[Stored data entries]
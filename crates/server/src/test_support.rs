use axum::Router;
use tokio::net::TcpListener;

/// Serves `router` on an ephemeral loopback port and returns its base URL.
pub async fn spawn_mock(router: Router) -> String {
    let listener = TcpListener::bind("127.0.0.1:0").await.expect("bind mock listener");
    let address = listener.local_addr().expect("mock address");
    tokio::spawn(async move {
        axum::serve(listener, router).await.expect("mock server");
    });
    format!("http://{address}")
}
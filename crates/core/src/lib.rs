pub mod clock;
pub mod config;
pub mod errors;
pub mod feedback;
pub mod unwrap;

pub use clock::{Clock, ManualClock, SystemClock};
pub use config::{AppConfig, ConfigError, ConfigOverrides, LoadOptions, LogFormat};
pub use errors::{ApplicationError, DeliveryFailure, InterfaceError};
pub use feedback::{spawn_sweeper, FeedbackRecord, FeedbackTracker, SWEEP_INTERVAL};
pub use unwrap::{unwrap_output, unwrap_with_depth, UnwrappedOutput, MAX_UNWRAP_DEPTH};
mod bootstrap;
mod connector;
mod health;
mod messages;
mod proxy;
mod registration;
mod telemetry;
#[cfg(test)]
mod test_support;
mod webhook;

use std::net::SocketAddr;

use anyhow::{Context, Result};
use courier_core::config::{AppConfig, LoadOptions};
use courier_core::{spawn_sweeper, SWEEP_INTERVAL};
use tracing_subscriber::EnvFilter;

fn init_logging(config: &AppConfig) {
    use courier_core::config::LogFormat::*;

    let filter = EnvFilter::try_from_default_env()
        .unwrap_or_else(|_| EnvFilter::new(config.logging.level.trim().to_ascii_lowercase()));

    match config.logging.format {
        Compact => {
            tracing_subscriber::fmt().with_target(false).with_env_filter(filter).compact().init();
        }
        Pretty => {
            tracing_subscriber::fmt().with_target(false).with_env_filter(filter).pretty().init();
        }
        Json => {
            tracing_subscriber::fmt().with_target(false).with_env_filter(filter).json().init();
        }
    }
}

#[tokio::main]
async fn main() -> Result<()> {
    run().await
}

pub async fn run() -> Result<()> {
    let config = AppConfig::load(LoadOptions::default())?;
    init_logging(&config);

    let app = bootstrap::bootstrap_with_config(config)?;
    let sweeper = spawn_sweeper(app.feedback.clone(), SWEEP_INTERVAL);

    let address = format!("{}:{}", app.config.server.bind_address, app.config.server.port);
    let listener = tokio::net::TcpListener::bind(&address)
        .await
        .with_context(|| format!("failed to bind {address}"))?;
    let router = bootstrap::build_router(&app);

    tracing::info!(
        event_name = "system.server.started",
        correlation_id = "bootstrap",
        address = %address,
        load_test_mode = app.load_test.is_some(),
        "courier listening"
    );

    axum::serve(listener, router.into_make_service_with_connect_info::<SocketAddr>())
        .with_graceful_shutdown(wait_for_shutdown())
        .await
        .context("http server failed")?;

    sweeper.abort();
    if let Some(load_test) = &app.load_test {
        tracing::info!(
            event_name = "system.server.load_test_summary",
            correlation_id = "shutdown",
            suppressed = load_test.suppressed(),
            "replies suppressed during load test"
        );
    }
    tracing::info!(event_name = "system.server.stopping", correlation_id = "shutdown", "courier stopping");

    Ok(())
}

async fn wait_for_shutdown() {
    if let Err(error) = tokio::signal::ctrl_c().await {
        tracing::warn!(event_name = "system.server.signal_failed", error = %error, "ctrl-c handler failed");
    }
}
#[cfg(test)]
mod tests {
    use std::net::{IpAddr, Ipv4Addr, Ipv6Addr, SocketAddr};
    use std::sync::atomic::{AtomicUsize, Ordering};
    use std::sync::Arc;

    use axum::{
        body::{to_bytes, Body, Bytes},
        extract::{ConnectInfo, State},
        http::{HeaderMap, Method, Request, StatusCode, Uri},
        routing::any,
        Json, Router,
    };
    use reqwest::Client;
    use serde_json::{json, Value};
    use tower::ServiceExt;

    use super::{is_allowed_caller, router, target_url, ProxySettings, API_KEY_REQUIRED, FORBIDDEN_MESSAGE};
    use crate::test_support::spawn_mock;

    const COMPLETIONS: &str = "/openai/deployments/gpt-4.1/chat/completions";

    async fn upstream(hits: Arc<AtomicUsize>) -> String {
        spawn_mock(
            Router::new()
                .route(
                    "/openai/{*path}",
                    any(|State(hits): State<Arc<AtomicUsize>>, uri: Uri, headers: HeaderMap, body: Bytes| async move {
                        hits.fetch_add(1, Ordering::SeqCst);
                        let echo = json!({
                            "query": uri.query(),
                            "apiKey": headers.get("api-key").and_then(|value| value.to_str().ok()),
                            "body": String::from_utf8_lossy(&body),
                            "usage": { "prompt_tokens": 3, "completion_tokens": 2, "total_tokens": 5 }
                        });
                        (
                            StatusCode::CREATED,
                            [
                                ("x-ratelimit-remaining-requests", "99"),
                                ("x-ms-region", "westeurope"),
                                ("x-internal-trace", "hidden"),
                            ],
                            Json(echo),
                        )
                    }),
                )
                .with_state(hits),
        )
        .await
    }

    fn settings(endpoint: Option<String>, api_key: Option<&str>) -> Arc<ProxySettings> {
        Arc::new(ProxySettings {
            endpoint,
            api_key: api_key.map(|key| key.to_owned().into()),
            deployment: "gpt-4.1".to_owned(),
            api_version: "2024-12-01-preview".to_owned(),
            tracing_enabled: true,
            project_name: "courier-tests".to_owned(),
        })
    }

    fn request(method: Method, uri: &str, peer: IpAddr) -> axum::http::request::Builder {
        Request::builder().method(method).uri(uri).extension(ConnectInfo(SocketAddr::new(peer, 40000)))
    }

    fn loopback() -> IpAddr {
        IpAddr::V4(Ipv4Addr::LOCALHOST)
    }

    async fn json_body(response: axum::response::Response) -> Value {
        let bytes = to_bytes(response.into_body(), usize::MAX).await.expect("body");
        serde_json::from_slice(&bytes).expect("json body")
    }

    #[test]
    fn caller_guard_allows_loopback_and_private_ranges_only() {
        assert!(is_allowed_caller(loopback()));
        assert!(is_allowed_caller(IpAddr::V6(Ipv6Addr::LOCALHOST)));
        assert!(is_allowed_caller("::ffff:127.0.0.1".parse().expect("ip")));
        assert!(is_allowed_caller("::ffff:172.18.0.1".parse().expect("ip")));
        assert!(is_allowed_caller("172.31.255.1".parse().expect("ip")));
        assert!(is_allowed_caller("10.0.0.7".parse().expect("ip")));
        assert!(is_allowed_caller("192.168.1.20".parse().expect("ip")));
        assert!(!is_allowed_caller("172.32.0.1".parse().expect("ip")));
        assert!(!is_allowed_caller("203.0.113.9".parse().expect("ip")));
        assert!(!is_allowed_caller("2001:db8::1".parse().expect("ip")));
    }

    #[test]
    fn api_version_is_appended_only_when_absent() {
        let plain: Uri = COMPLETIONS.parse().expect("uri");
        let with_query: Uri = format!("{COMPLETIONS}?stream=false").parse().expect("uri");
        let pinned: Uri = format!("{COMPLETIONS}?api-version=2024-02-01").parse().expect("uri");

        assert_eq!(
            target_url("https://oai.example.com/", &plain, "v1"),
            format!("https://oai.example.com{COMPLETIONS}?api-version=v1")
        );
        assert_eq!(
            target_url("https://oai.example.com", &with_query, "v1"),
            format!("https://oai.example.com{COMPLETIONS}?stream=false&api-version=v1")
        );
        assert_eq!(
            target_url("https://oai.example.com", &pinned, "v1"),
            format!("https://oai.example.com{COMPLETIONS}?api-version=2024-02-01")
        );
    }

    #[tokio::test]
    async fn remote_callers_are_forbidden_and_never_forwarded() {
        let hits = Arc::new(AtomicUsize::new(0));
        let base = upstream(hits.clone()).await;
        let app = router(Client::new(), settings(Some(base), Some("key")));

        let response = app
            .oneshot(
                request(Method::POST, COMPLETIONS, "203.0.113.9".parse().expect("ip"))
                    .body(Body::from("{}"))
                    .expect("request"),
            )
            .await
            .expect("response");

        assert_eq!(response.status(), StatusCode::FORBIDDEN);
        let body = json_body(response).await;
        assert_eq!(body["error"], "Forbidden");
        assert_eq!(body["message"], FORBIDDEN_MESSAGE);
        assert_eq!(hits.load(Ordering::SeqCst), 0);
    }

    #[tokio::test]
    async fn missing_api_key_is_rejected_without_upstream_calls() {
        let hits = Arc::new(AtomicUsize::new(0));
        let base = upstream(hits.clone()).await;
        let app = router(Client::new(), settings(Some(base), None));

        let response = app
            .oneshot(request(Method::POST, COMPLETIONS, loopback()).body(Body::from("{}")).expect("request"))
            .await
            .expect("response");

        assert_eq!(response.status(), StatusCode::BAD_REQUEST);
        assert_eq!(json_body(response).await["error"], API_KEY_REQUIRED);
        assert_eq!(hits.load(Ordering::SeqCst), 0);
    }

    #[tokio::test]
    async fn forwards_request_and_relays_allow_listed_headers() {
        let hits = Arc::new(AtomicUsize::new(0));
        let base = upstream(hits.clone()).await;
        let app = router(Client::new(), settings(Some(base), Some("configured-key")));

        let response = app
            .oneshot(
                request(Method::POST, COMPLETIONS, loopback())
                    .header("api-key", "caller-key")
                    .body(Body::from(r#"{"messages":[]}"#))
                    .expect("request"),
            )
            .await
            .expect("response");

        assert_eq!(response.status(), StatusCode::CREATED);
        assert_eq!(response.headers()["x-ratelimit-remaining-requests"], "99");
        assert_eq!(response.headers()["x-ms-region"], "westeurope");
        assert!(response.headers().get("x-internal-trace").is_none());
        assert_eq!(response.headers()["content-type"], "application/json");

        let body = json_body(response).await;
        assert_eq!(body["apiKey"], "caller-key");
        assert_eq!(body["query"], "api-version=2024-12-01-preview");
        assert_eq!(body["body"], r#"{"messages":[]}"#);
        assert_eq!(hits.load(Ordering::SeqCst), 1);
    }

    #[tokio::test]
    async fn endpoint_header_overrides_configured_endpoint() {
        let hits = Arc::new(AtomicUsize::new(0));
        let base = upstream(hits.clone()).await;
        let app = router(Client::new(), settings(Some("http://127.0.0.1:9".to_owned()), Some("key")));

        let response = app
            .oneshot(
                request(Method::GET, "/openai/models", loopback())
                    .header("azure-endpoint", base)
                    .body(Body::empty())
                    .expect("request"),
            )
            .await
            .expect("response");

        assert_eq!(response.status(), StatusCode::CREATED);
        assert_eq!(hits.load(Ordering::SeqCst), 1);
    }

    #[tokio::test]
    async fn preflight_is_answered_locally() {
        let hits = Arc::new(AtomicUsize::new(0));
        let base = upstream(hits.clone()).await;
        let app = router(Client::new(), settings(Some(base), None));

        let response = app
            .oneshot(request(Method::OPTIONS, COMPLETIONS, loopback()).body(Body::empty()).expect("request"))
            .await
            .expect("response");

        assert_eq!(response.status(), StatusCode::OK);
        assert_eq!(response.headers()["access-control-allow-origin"], "*");
        assert_eq!(hits.load(Ordering::SeqCst), 0);
    }

    #[tokio::test]
    async fn unreachable_upstream_is_a_proxy_error() {
        let app = router(Client::new(), settings(Some("http://127.0.0.1:9".to_owned()), Some("key")));

        let response = app
            .oneshot(request(Method::POST, COMPLETIONS, loopback()).body(Body::from("{}")).expect("request"))
            .await
            .expect("response");

        assert_eq!(response.status(), StatusCode::INTERNAL_SERVER_ERROR);
        let body = json_body(response).await;
        assert_eq!(body["error"], "Proxy error");
        assert!(body["message"].as_str().is_some_and(|message| !message.is_empty()));
    }
}
//! Outbound replies to the channel connector.

use std::sync::atomic::{AtomicUsize, Ordering};

use async_trait::async_trait;
use reqwest::{Client, Url};
use secrecy::{ExposeSecret, SecretString};
use serde_json::Value;
use tracing::{debug, warn};

use courier_teams::{messages::OutgoingActivity, Activity, ActivitySender, SendError};

/// Posts replies to `{serviceUrl}/v3/conversations/{id}/activities`.
pub struct BotConnector {
    client: Client,
    bearer_token: Option<SecretString>,
}

impl BotConnector {
    pub fn new(client: Client, bearer_token: Option<SecretString>) -> Self {
        Self { client, bearer_token }
    }
}

#[async_trait]
impl ActivitySender for BotConnector {
    async fn send(&self, inbound: &Activity, reply: OutgoingActivity) -> Result<(), SendError> {
        let url = activities_url(inbound)?;
        let body = address_reply(inbound, &reply)?;

        let mut request = self.client.post(url.clone()).json(&body);
        if let Some(token) = &self.bearer_token {
            request = request.bearer_auth(token.expose_secret());
        }

        let response = request.send().await.map_err(|error| {
            warn!(
                event_name = "connector.send.failed",
                correlation_id = %inbound.correlation_id(),
                error = %error,
                "channel connector request failed"
            );
            SendError(error.to_string())
        })?;

        let status = response.status();
        if !status.is_success() {
            warn!(
                event_name = "connector.send.rejected",
                correlation_id = %inbound.correlation_id(),
                status = status.as_u16(),
                "channel connector rejected the reply"
            );
            return Err(SendError(format!("connector returned {status}")));
        }

        debug!(
            event_name = "connector.send.delivered",
            correlation_id = %inbound.correlation_id(),
            url = %url,
            "reply delivered"
        );
        Ok(())
    }
}

/// Drops replies while counting them; used when load testing the relay.
#[derive(Default)]
pub struct LoadTestSender {
    suppressed: AtomicUsize,
}

impl LoadTestSender {
    pub fn suppressed(&self) -> usize {
        self.suppressed.load(Ordering::Relaxed)
    }
}

#[async_trait]
impl ActivitySender for LoadTestSender {
    async fn send(&self, inbound: &Activity, reply: OutgoingActivity) -> Result<(), SendError> {
        let suppressed = self.suppressed.fetch_add(1, Ordering::Relaxed) + 1;
        debug!(
            event_name = "connector.send.suppressed",
            correlation_id = %inbound.correlation_id(),
            suppressed,
            bytes = reply.text().len(),
            "load test mode: reply suppressed"
        );
        Ok(())
    }
}

fn activities_url(inbound: &Activity) -> Result<Url, SendError> {
    let service_url = inbound
        .service_url
        .as_deref()
        .map(str::trim)
        .filter(|url| !url.is_empty())
        .ok_or_else(|| SendError("activity has no serviceUrl".to_owned()))?;
    let conversation_id =
        inbound.conversation_id().ok_or_else(|| SendError("activity has no conversation id".to_owned()))?;

    let mut url = Url::parse(service_url).map_err(|error| SendError(format!("invalid serviceUrl: {error}")))?;
    url.path_segments_mut()
        .map_err(|_| SendError("serviceUrl cannot carry a path".to_owned()))?
        .pop_if_empty()
        .extend(["v3", "conversations", conversation_id, "activities"]);
    Ok(url)
}

/// Swaps sender and recipient and threads the reply to the inbound activity.
fn address_reply(inbound: &Activity, reply: &OutgoingActivity) -> Result<Value, SendError> {
    let mut body = serde_json::to_value(reply).map_err(|error| SendError(error.to_string()))?;
    let Value::Object(fields) = &mut body else {
        return Err(SendError("reply did not serialize to an object".to_owned()));
    };

    let mut insert = |key: &str, value: Option<Value>| {
        if let Some(value) = value {
            fields.entry(key.to_owned()).or_insert(value);
        }
    };
    insert("from", inbound.recipient.as_ref().and_then(|account| serde_json::to_value(account).ok()));
    insert("recipient", inbound.from.as_ref().and_then(|account| serde_json::to_value(account).ok()));
    insert(
        "conversation",
        inbound.conversation.as_ref().and_then(|conversation| serde_json::to_value(conversation).ok()),
    );
    insert("replyToId", inbound.id.clone().map(Value::String));

    Ok(body)
}
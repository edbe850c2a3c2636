pub mod config;
pub mod doctor;

use serde::Serialize;

/// Exit code for a configuration that fails to load or validate.
pub const EXIT_CONFIG_INVALID: u8 = 2;
/// Exit code for a doctor run with at least one failed check.
pub const EXIT_CHECKS_FAILED: u8 = 3;

#[derive(Debug, Clone)]
pub struct CommandResult {
    pub exit_code: u8,
    pub output: String,
}

#[derive(Debug, Serialize)]
struct CommandFailure<'a> {
    command: &'a str,
    status: &'static str,
    error_class: &'a str,
    message: String,
}

impl CommandResult {
    pub fn success(output: impl Into<String>) -> Self {
        Self { exit_code: 0, output: output.into() }
    }

    pub fn failure(command: &str, error_class: &str, message: impl Into<String>, exit_code: u8) -> Self {
        let payload =
            CommandFailure { command, status: "error", error_class, message: message.into() };
        let output = serde_json::to_string(&payload).unwrap_or_else(|error| {
            format!(
                "{{\"command\":\"{command}\",\"status\":\"error\",\"error_class\":\"serialization\",\"message\":\"{}\"}}",
                escape_json(&error.to_string())
            )
        });
        Self { exit_code, output }
    }
}

pub(crate) fn escape_json(value: &str) -> String {
    value.replace('\\', "\\\\").replace('"', "\\\"")
}
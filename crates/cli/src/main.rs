use std::process::ExitCode;

fn main() -> ExitCode {
    courier_cli::run()
}
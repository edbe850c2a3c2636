//! Inbound activity endpoint, over plain HTTP and over a websocket.

use std::sync::Arc;

use axum::{
    body::Bytes,
    extract::{
        ws::{Message, WebSocket, WebSocketUpgrade},
        State,
    },
    http::StatusCode,
    response::Response,
    routing::post,
    Json, Router,
};
use serde::Serialize;
use tracing::{debug, error, info, warn};

use courier_teams::{Activity, EventContext, EventDispatcher, TurnOutcome};

#[derive(Clone)]
pub struct MessagesState {
    dispatcher: Arc<EventDispatcher>,
}

#[derive(Clone, Debug, PartialEq, Eq, Serialize)]
#[serde(rename_all = "camelCase")]
pub struct MessageError {
    pub error: &'static str,
    pub message: String,
    pub correlation_id: String,
}

/// Reply frame sent back for every websocket text frame.
#[derive(Clone, Debug, PartialEq, Eq, Serialize)]
#[serde(rename_all = "camelCase")]
pub struct FrameAck {
    pub status: &'static str,
    pub correlation_id: String,
    #[serde(skip_serializing_if = "Option::is_none")]
    pub message: Option<String>,
}

pub fn router(dispatcher: Arc<EventDispatcher>) -> Router {
    Router::new()
        .route("/api/messages", post(receive).get(upgrade))
        .with_state(MessagesState { dispatcher })
}

pub async fn receive(
    State(state): State<MessagesState>,
    body: Bytes,
) -> Result<StatusCode, (StatusCode, Json<MessageError>)> {
    let activity = decode(&body).map_err(|message| {
        (
            StatusCode::BAD_REQUEST,
            Json(MessageError {
                error: "Invalid activity",
                message,
                correlation_id: EventContext::default().correlation_id,
            }),
        )
    })?;

    let ctx = EventContext::for_activity(&activity);
    match dispatch(&state.dispatcher, &activity, &ctx).await {
        Ok(_) => Ok(StatusCode::OK),
        Err(message) => Err((
            StatusCode::INTERNAL_SERVER_ERROR,
            Json(MessageError { error: "Activity processing failed", message, correlation_id: ctx.correlation_id }),
        )),
    }
}

pub async fn upgrade(State(state): State<MessagesState>, ws: WebSocketUpgrade) -> Response {
    ws.on_upgrade(move |socket| handle_socket(socket, state))
}

async fn handle_socket(mut socket: WebSocket, state: MessagesState) {
    info!(event_name = "messages.socket.opened", "activity websocket connected");

    while let Some(Ok(message)) = socket.recv().await {
        let text = match message {
            Message::Text(text) => text,
            Message::Close(_) => break,
            _ => continue,
        };

        let ack = process_frame(&state.dispatcher, text.as_str()).await;
        let Ok(encoded) = serde_json::to_string(&ack) else {
            continue;
        };
        if socket.send(Message::Text(encoded.into())).await.is_err() {
            break;
        }
    }

    info!(event_name = "messages.socket.closed", "activity websocket disconnected");
}

/// Processes one websocket text frame exactly like a POSTed activity.
pub async fn process_frame(dispatcher: &EventDispatcher, text: &str) -> FrameAck {
    let activity = match decode(text.as_bytes()) {
        Ok(activity) => activity,
        Err(message) => {
            return FrameAck {
                status: "rejected",
                correlation_id: EventContext::default().correlation_id,
                message: Some(message),
            }
        }
    };

    let ctx = EventContext::for_activity(&activity);
    match dispatch(dispatcher, &activity, &ctx).await {
        Ok(_) => FrameAck { status: "processed", correlation_id: ctx.correlation_id, message: None },
        Err(message) => FrameAck { status: "failed", correlation_id: ctx.correlation_id, message: Some(message) },
    }
}

fn decode(body: &[u8]) -> Result<Activity, String> {
    serde_json::from_slice::<Activity>(body).map_err(|error| {
        warn!(event_name = "messages.activity.invalid", error = %error, "rejected undecodable activity");
        error.to_string()
    })
}

async fn dispatch(dispatcher: &EventDispatcher, activity: &Activity, ctx: &EventContext) -> Result<TurnOutcome, String> {
    info!(
        event_name = "messages.activity.received",
        correlation_id = %ctx.correlation_id,
        activity_type = %activity.activity_type,
        "activity received"
    );

    match dispatcher.dispatch(activity, ctx).await {
        Ok(outcome) => {
            debug!(
                event_name = "messages.activity.processed",
                correlation_id = %ctx.correlation_id,
                outcome = ?outcome,
                "activity processed"
            );
            Ok(outcome)
        }
        Err(dispatch_error) => {
            error!(
                event_name = "messages.activity.failed",
                correlation_id = %ctx.correlation_id,
                error = %dispatch_error,
                "activity processing failed"
            );
            Err(dispatch_error.to_string())
        }
    }
}

#[cfg(test)]
mod tests {
    use std::sync::atomic::{AtomicUsize, Ordering};
    use std::sync::Arc;

    use async_trait::async_trait;
    use axum::{
        body::{to_bytes, Body},
        http::{Method, Request, StatusCode},
    };
    use serde_json::{json, Value};
    use tower::ServiceExt;

    use courier_teams::events::EventHandler;
    use courier_teams::{
        Activity, ActivityKind, EventContext, EventDispatcher, SendError, TurnError, TurnOutcome,
    };

    use super::{process_frame, router};

    struct CountingHandler {
        calls: Arc<AtomicUsize>,
        fail: bool,
    }

    #[async_trait]
    impl EventHandler for CountingHandler {
        fn kind(&self) -> ActivityKind {
            ActivityKind::Message
        }

        async fn handle(&self, _activity: &Activity, _ctx: &EventContext) -> Result<TurnOutcome, TurnError> {
            self.calls.fetch_add(1, Ordering::SeqCst);
            if self.fail {
                return Err(SendError("connector down".to_owned()).into());
            }
            Ok(TurnOutcome::Logged)
        }
    }

    fn dispatcher(calls: Arc<AtomicUsize>, fail: bool) -> Arc<EventDispatcher> {
        let mut dispatcher = EventDispatcher::new();
        dispatcher.register(CountingHandler { calls, fail });
        Arc::new(dispatcher)
    }

    fn post(body: &str) -> Request<Body> {
        Request::builder()
            .method(Method::POST)
            .uri("/api/messages")
            .header("content-type", "application/json")
            .body(Body::from(body.to_owned()))
            .expect("request")
    }

    #[tokio::test]
    async fn posted_activity_is_dispatched_and_acknowledged() {
        let calls = Arc::new(AtomicUsize::new(0));
        let app = router(dispatcher(calls.clone(), false));

        let response = app
            .oneshot(post(r#"{"type":"message","id":"act-9","text":"hello"}"#))
            .await
            .expect("response");

        assert_eq!(response.status(), StatusCode::OK);
        let body = to_bytes(response.into_body(), usize::MAX).await.expect("body");
        assert!(body.is_empty());
        assert_eq!(calls.load(Ordering::SeqCst), 1);
    }

    #[tokio::test]
    async fn undecodable_body_is_a_bad_request() {
        let calls = Arc::new(AtomicUsize::new(0));
        let app = router(dispatcher(calls.clone(), false));

        let response = app.oneshot(post("not json")).await.expect("response");

        assert_eq!(response.status(), StatusCode::BAD_REQUEST);
        let body = to_bytes(response.into_body(), usize::MAX).await.expect("body");
        let body: Value = serde_json::from_slice(&body).expect("json");
        assert_eq!(body["error"], "Invalid activity");
        assert_eq!(calls.load(Ordering::SeqCst), 0);
    }

    #[tokio::test]
    async fn handler_failure_is_a_server_error() {
        let app = router(dispatcher(Arc::new(AtomicUsize::new(0)), true));

        let response = app.oneshot(post(r#"{"type":"message","id":"act-10"}"#)).await.expect("response");

        assert_eq!(response.status(), StatusCode::INTERNAL_SERVER_ERROR);
        let body = to_bytes(response.into_body(), usize::MAX).await.expect("body");
        let body: Value = serde_json::from_slice(&body).expect("json");
        assert_eq!(body["correlationId"], "act-10");
    }

    #[tokio::test]
    async fn unhandled_activity_types_are_still_acknowledged() {
        let calls = Arc::new(AtomicUsize::new(0));
        let app = router(dispatcher(calls.clone(), false));

        let response = app.oneshot(post(r#"{"type":"typing","id":"act-11"}"#)).await.expect("response");

        assert_eq!(response.status(), StatusCode::OK);
        assert_eq!(calls.load(Ordering::SeqCst), 0);
    }

    #[tokio::test]
    async fn websocket_frames_are_processed_like_posts() {
        let calls = Arc::new(AtomicUsize::new(0));
        let dispatcher = dispatcher(calls.clone(), false);

        let processed = process_frame(&dispatcher, &json!({ "type": "message", "id": "f-1" }).to_string()).await;
        let rejected = process_frame(&dispatcher, "{").await;

        assert_eq!(processed.status, "processed");
        assert_eq!(processed.correlation_id, "f-1");
        assert_eq!(rejected.status, "rejected");
        assert!(rejected.message.is_some());
        assert_eq!(calls.load(Ordering::SeqCst), 1);
    }
}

Task prompt
Find every line in the records above that holds the word "CountingHandler", and copy each one.

Answer section
    struct CountingHandler {
    impl EventHandler for CountingHandler {
        dispatcher.register(CountingHandler { calls, fail });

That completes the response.